WHAT YOU HAVE TO DO
Wherever "PrismError" appears in a line of the records below, count that line, and report only the number.

INPUT

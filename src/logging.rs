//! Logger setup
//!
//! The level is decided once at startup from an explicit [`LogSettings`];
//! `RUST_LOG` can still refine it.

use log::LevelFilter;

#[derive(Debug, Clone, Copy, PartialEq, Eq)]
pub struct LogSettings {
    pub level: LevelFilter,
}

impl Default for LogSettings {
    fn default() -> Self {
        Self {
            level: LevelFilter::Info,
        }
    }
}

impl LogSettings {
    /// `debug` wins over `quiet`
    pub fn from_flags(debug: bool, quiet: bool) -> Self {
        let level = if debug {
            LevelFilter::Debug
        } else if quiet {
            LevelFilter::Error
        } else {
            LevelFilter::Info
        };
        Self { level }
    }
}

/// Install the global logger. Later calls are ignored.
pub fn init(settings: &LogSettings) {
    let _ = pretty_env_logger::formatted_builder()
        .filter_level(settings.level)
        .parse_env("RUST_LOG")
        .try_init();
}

---

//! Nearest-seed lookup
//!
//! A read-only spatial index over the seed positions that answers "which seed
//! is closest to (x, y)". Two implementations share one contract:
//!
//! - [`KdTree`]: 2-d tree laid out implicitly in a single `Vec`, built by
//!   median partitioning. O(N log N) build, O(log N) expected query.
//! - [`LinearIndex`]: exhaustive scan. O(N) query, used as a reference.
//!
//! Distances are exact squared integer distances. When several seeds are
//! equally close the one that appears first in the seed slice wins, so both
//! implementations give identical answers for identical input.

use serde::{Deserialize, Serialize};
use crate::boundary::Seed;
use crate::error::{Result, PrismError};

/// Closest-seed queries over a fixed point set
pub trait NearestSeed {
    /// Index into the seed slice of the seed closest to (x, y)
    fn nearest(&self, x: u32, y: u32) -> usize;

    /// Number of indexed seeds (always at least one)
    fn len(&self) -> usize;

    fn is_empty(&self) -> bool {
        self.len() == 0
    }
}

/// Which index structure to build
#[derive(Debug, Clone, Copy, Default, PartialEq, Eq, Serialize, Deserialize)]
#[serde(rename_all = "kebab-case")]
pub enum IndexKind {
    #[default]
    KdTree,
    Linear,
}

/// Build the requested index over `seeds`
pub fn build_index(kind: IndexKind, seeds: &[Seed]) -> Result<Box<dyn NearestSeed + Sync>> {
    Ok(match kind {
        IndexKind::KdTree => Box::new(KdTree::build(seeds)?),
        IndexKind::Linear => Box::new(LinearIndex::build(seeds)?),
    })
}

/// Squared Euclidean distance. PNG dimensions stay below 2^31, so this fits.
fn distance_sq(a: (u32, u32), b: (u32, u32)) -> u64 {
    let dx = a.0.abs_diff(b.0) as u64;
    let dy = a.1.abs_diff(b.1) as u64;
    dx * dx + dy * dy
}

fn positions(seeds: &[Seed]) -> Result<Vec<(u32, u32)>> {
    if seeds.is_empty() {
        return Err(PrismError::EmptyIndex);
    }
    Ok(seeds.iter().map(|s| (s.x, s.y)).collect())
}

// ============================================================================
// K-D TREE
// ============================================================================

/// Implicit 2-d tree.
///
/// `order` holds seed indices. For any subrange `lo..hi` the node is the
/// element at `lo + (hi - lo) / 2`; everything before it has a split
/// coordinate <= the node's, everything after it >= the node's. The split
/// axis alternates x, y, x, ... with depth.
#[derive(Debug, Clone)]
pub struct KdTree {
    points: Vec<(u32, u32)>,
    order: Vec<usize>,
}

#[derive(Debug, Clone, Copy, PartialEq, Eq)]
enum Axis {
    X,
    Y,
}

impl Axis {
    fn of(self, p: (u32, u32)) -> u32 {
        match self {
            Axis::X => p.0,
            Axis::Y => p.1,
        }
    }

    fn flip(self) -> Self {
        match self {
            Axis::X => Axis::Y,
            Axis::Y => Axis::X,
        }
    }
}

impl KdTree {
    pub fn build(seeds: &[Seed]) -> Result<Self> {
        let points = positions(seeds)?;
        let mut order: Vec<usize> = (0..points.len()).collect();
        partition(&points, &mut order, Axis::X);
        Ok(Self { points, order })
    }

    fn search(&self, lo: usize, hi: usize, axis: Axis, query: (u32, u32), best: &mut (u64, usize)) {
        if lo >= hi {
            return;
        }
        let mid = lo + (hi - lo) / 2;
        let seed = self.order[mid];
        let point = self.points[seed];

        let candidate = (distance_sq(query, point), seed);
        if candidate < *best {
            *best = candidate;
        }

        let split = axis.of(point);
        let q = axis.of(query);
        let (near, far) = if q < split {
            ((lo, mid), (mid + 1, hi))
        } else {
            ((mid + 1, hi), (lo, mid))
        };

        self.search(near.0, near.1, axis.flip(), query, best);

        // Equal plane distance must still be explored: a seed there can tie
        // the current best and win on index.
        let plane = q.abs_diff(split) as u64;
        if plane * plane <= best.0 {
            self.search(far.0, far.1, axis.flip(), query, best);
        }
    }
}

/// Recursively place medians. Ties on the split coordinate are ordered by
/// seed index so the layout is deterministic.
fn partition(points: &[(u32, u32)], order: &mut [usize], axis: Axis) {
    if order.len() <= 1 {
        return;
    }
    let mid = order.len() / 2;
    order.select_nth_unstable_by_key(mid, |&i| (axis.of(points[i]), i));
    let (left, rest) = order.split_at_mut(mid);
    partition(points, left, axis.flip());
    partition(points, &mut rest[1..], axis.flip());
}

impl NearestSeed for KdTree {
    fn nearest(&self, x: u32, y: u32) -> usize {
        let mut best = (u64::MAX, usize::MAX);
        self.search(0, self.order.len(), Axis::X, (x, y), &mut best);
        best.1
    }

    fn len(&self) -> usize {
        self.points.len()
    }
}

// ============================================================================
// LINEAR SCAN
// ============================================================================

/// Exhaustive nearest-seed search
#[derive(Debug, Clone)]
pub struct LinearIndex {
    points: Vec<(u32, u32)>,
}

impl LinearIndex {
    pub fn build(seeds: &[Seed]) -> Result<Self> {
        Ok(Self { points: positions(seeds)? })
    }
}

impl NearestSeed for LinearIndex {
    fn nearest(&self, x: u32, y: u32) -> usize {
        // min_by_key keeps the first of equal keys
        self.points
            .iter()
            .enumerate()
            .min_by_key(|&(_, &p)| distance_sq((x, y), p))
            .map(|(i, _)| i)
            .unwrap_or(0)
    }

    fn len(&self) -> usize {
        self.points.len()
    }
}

...

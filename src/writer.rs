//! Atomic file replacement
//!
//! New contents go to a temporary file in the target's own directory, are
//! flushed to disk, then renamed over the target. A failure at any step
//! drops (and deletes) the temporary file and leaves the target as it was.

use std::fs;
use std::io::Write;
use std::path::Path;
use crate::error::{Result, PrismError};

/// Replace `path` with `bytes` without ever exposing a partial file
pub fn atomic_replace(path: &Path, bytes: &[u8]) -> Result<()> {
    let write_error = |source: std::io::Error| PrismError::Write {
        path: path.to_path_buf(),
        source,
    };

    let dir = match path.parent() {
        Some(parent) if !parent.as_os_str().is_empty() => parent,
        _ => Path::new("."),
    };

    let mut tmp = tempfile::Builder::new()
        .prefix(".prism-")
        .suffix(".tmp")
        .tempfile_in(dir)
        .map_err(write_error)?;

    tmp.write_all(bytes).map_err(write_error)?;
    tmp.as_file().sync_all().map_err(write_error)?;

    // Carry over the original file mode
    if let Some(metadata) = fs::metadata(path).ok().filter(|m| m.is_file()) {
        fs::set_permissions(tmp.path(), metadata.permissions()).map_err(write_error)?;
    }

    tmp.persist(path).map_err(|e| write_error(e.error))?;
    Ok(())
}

WRITTEN ANSWER
4